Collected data
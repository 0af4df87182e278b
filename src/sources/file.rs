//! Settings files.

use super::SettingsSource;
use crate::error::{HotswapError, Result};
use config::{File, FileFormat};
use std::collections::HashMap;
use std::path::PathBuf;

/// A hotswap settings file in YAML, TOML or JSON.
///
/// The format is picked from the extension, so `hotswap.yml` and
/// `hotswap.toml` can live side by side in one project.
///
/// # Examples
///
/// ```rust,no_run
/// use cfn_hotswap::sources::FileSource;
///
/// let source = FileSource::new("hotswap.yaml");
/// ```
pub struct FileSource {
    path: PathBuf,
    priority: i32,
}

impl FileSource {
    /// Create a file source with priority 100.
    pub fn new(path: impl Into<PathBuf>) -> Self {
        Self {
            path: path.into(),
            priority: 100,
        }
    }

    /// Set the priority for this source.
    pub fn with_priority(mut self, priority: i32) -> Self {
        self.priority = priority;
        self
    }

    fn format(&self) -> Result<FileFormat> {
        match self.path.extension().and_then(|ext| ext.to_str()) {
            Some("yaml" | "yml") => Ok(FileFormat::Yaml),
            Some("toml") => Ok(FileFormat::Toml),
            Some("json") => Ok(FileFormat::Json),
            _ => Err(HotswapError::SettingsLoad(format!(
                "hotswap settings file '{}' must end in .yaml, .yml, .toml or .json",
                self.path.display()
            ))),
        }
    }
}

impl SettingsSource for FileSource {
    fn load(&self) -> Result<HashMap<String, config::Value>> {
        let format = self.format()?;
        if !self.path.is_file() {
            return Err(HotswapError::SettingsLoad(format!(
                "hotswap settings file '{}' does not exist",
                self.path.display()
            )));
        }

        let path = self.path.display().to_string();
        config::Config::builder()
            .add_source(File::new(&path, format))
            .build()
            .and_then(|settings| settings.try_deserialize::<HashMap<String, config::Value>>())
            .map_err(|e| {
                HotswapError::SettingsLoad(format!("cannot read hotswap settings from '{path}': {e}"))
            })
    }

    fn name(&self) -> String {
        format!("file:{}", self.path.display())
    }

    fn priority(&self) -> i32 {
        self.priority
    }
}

Problem requirements:
Each record is to be transcribed exactly and in full.

Task solution:
repository 0af4df87182e278b
filename src/sources/file.rs
//! Settings files.

use super::SettingsSource;
use crate::error::{HotswapError, Result};
use config::{File, FileFormat};
use std::collections::HashMap;
use std::path::PathBuf;

/// A hotswap settings file in YAML, TOML or JSON.
///
/// The format is picked from the extension, so `hotswap.yml` and
/// `hotswap.toml` can live side by side in one project.
///
/// # Examples
///
/// ```rust,no_run
/// use cfn_hotswap::sources::FileSource;
///
/// let source = FileSource::new("hotswap.yaml");
/// ```
pub struct FileSource {
    path: PathBuf,
    priority: i32,
}

impl FileSource {
    /// Create a file source with priority 100.
    pub fn new(path: impl Into<PathBuf>) -> Self {
        Self {
            path: path.into(),
            priority: 100,
        }
    }

    /// Set the priority for this source.
    pub fn with_priority(mut self, priority: i32) -> Self {
        self.priority = priority;
        self
    }

    fn format(&self) -> Result<FileFormat> {
        match self.path.extension().and_then(|ext| ext.to_str()) {
            Some("yaml" | "yml") => Ok(FileFormat::Yaml),
            Some("toml") => Ok(FileFormat::Toml),
            Some("json") => Ok(FileFormat::Json),
            _ => Err(HotswapError::SettingsLoad(format!(
                "hotswap settings file '{}' must end in .yaml, .yml, .toml or .json",
                self.path.display()
            ))),
        }
    }
}

impl SettingsSource for FileSource {
    fn load(&self) -> Result<HashMap<String, config::Value>> {
        let format = self.format()?;
        if !self.path.is_file() {
            return Err(HotswapError::SettingsLoad(format!(
                "hotswap settings file '{}' does not exist",
                self.path.display()
            )));
        }

        let path = self.path.display().to_string();
        config::Config::builder()
            .add_source(File::new(&path, format))
            .build()
            .and_then(|settings| settings.try_deserialize::<HashMap<String, config::Value>>())
            .map_err(|e| {
                HotswapError::SettingsLoad(format!("cannot read hotswap settings from '{path}': {e}"))
            })
    }

    fn name(&self) -> String {
        format!("file:{}", self.path.display())
    }

    fn priority(&self) -> i32 {
        self.priority
    }
}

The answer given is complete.